Exercise directions:
Copy out the data line by line exactly, from its start to the line bearing "temp_file.write_all(content.as_bytes()).unwrap();", inclusive.

Data excerpts:
------
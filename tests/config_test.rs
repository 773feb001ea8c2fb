//! Integration tests for configuration loading

use body_measure::infra::Config;
use body_measure::services::Range;
use std::io::Write;
use tempfile::NamedTempFile;

fn write_config(content: &str) -> NamedTempFile {
    let mut temp_file = NamedTempFile::new().unwrap();
    temp_file.write_all(content.as_bytes()).unwrap();
    temp_file.flush().unwrap();
    temp_file
}

#[test]
fn test_load_config_from_file() {
    let temp_file = write_config(
        r#"
[server]
bind_address = "127.0.0.1"
port = 9001
service_name = "fitting-room"
max_upload_bytes = 1048576

[estimator]
url = "http://pose:8502/pose"
timeout_ms = 2500
model_complexity = 1
enable_segmentation = false
min_detection_confidence = 0.6

[calibration]
reference_shoulder_width_cm = 42.0
height_cm = { min = 130.0, max = 230.0 }

[metrics]
interval_secs = 15
"#,
    );

    let config = Config::from_file(temp_file.path()).unwrap();

    assert_eq!(config.bind_address(), "127.0.0.1");
    assert_eq!(config.port(), 9001);
    assert_eq!(config.service_name(), "fitting-room");
    assert_eq!(config.max_upload_bytes(), 1_048_576);
    assert_eq!(config.estimator_url(), "http://pose:8502/pose");
    assert_eq!(config.estimator_timeout_ms(), 2500);

    let options = config.estimator_options();
    assert_eq!(options.model_complexity, 1);
    assert!(!options.enable_segmentation);
    assert!(options.static_image_mode);
    assert_eq!(options.min_detection_confidence, 0.6);

    let calibration = config.calibration();
    assert_eq!(calibration.reference_shoulder_width_cm, 42.0);
    assert_eq!(calibration.height_cm, Range::new(130.0, 230.0));
    // Untouched calibration keys keep their defaults
    assert_eq!(calibration.shoulder_width_cm, Range::new(30.0, 60.0));
    assert_eq!(calibration.chest_to_shoulder_ratio, 0.85);

    assert_eq!(config.metrics_interval_secs(), 15);
    assert_eq!(config.listen_addr().unwrap(), "127.0.0.1:9001".parse().unwrap());
}

#[test]
fn test_partial_config_uses_defaults() {
    let temp_file = write_config("[server]\nport = 8100\n");

    let config = Config::from_file(temp_file.path()).unwrap();

    assert_eq!(config.port(), 8100);
    assert_eq!(config.bind_address(), "0.0.0.0");
    assert_eq!(config.estimator_url(), "http://127.0.0.1:8502/pose");
    assert_eq!(config.estimator_options().model_complexity, 2);
    assert_eq!(config.metrics_interval_secs(), 60);
}

#[test]
fn test_load_from_path_fallback() {
    let config = Config::load_from_path("/nonexistent/path/config.toml");

    assert_eq!(config.config_file(), "default");
    assert_eq!(config.port(), 8001);
    assert_eq!(config.service_name(), "body-measurement-api");
}

#[test]
fn test_inverted_calibration_range_rejected() {
    let temp_file = write_config("[calibration]\nwaist_width_cm = { min = 50.0, max = 20.0 }\n");

    let err = Config::from_file(temp_file.path()).unwrap_err();
    assert!(format!("{err:#}").contains("waist_width_cm"));
}

#[test]
fn test_invalid_estimator_options_rejected() {
    let temp_file = write_config("[estimator]\nmodel_complexity = 3\n");
    assert!(Config::from_file(temp_file.path()).is_err());

    let temp_file = write_config("[estimator]\nmin_detection_confidence = 1.5\n");
    assert!(Config::from_file(temp_file.path()).is_err());
}

#[test]
fn test_malformed_toml_rejected() {
    let temp_file = write_config("[server\nport = ");
    assert!(Config::from_file(temp_file.path()).is_err());
}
------
Answer section:
filename tests/config_test.rs
repository 773feb001ea8c2fb
//! Integration tests for configuration loading

use body_measure::infra::Config;
use body_measure::services::Range;
use std::io::Write;
use tempfile::NamedTempFile;

fn write_config(content: &str) -> NamedTempFile {
    let mut temp_file = NamedTempFile::new().unwrap();
    temp_file.write_all(content.as_bytes()).unwrap();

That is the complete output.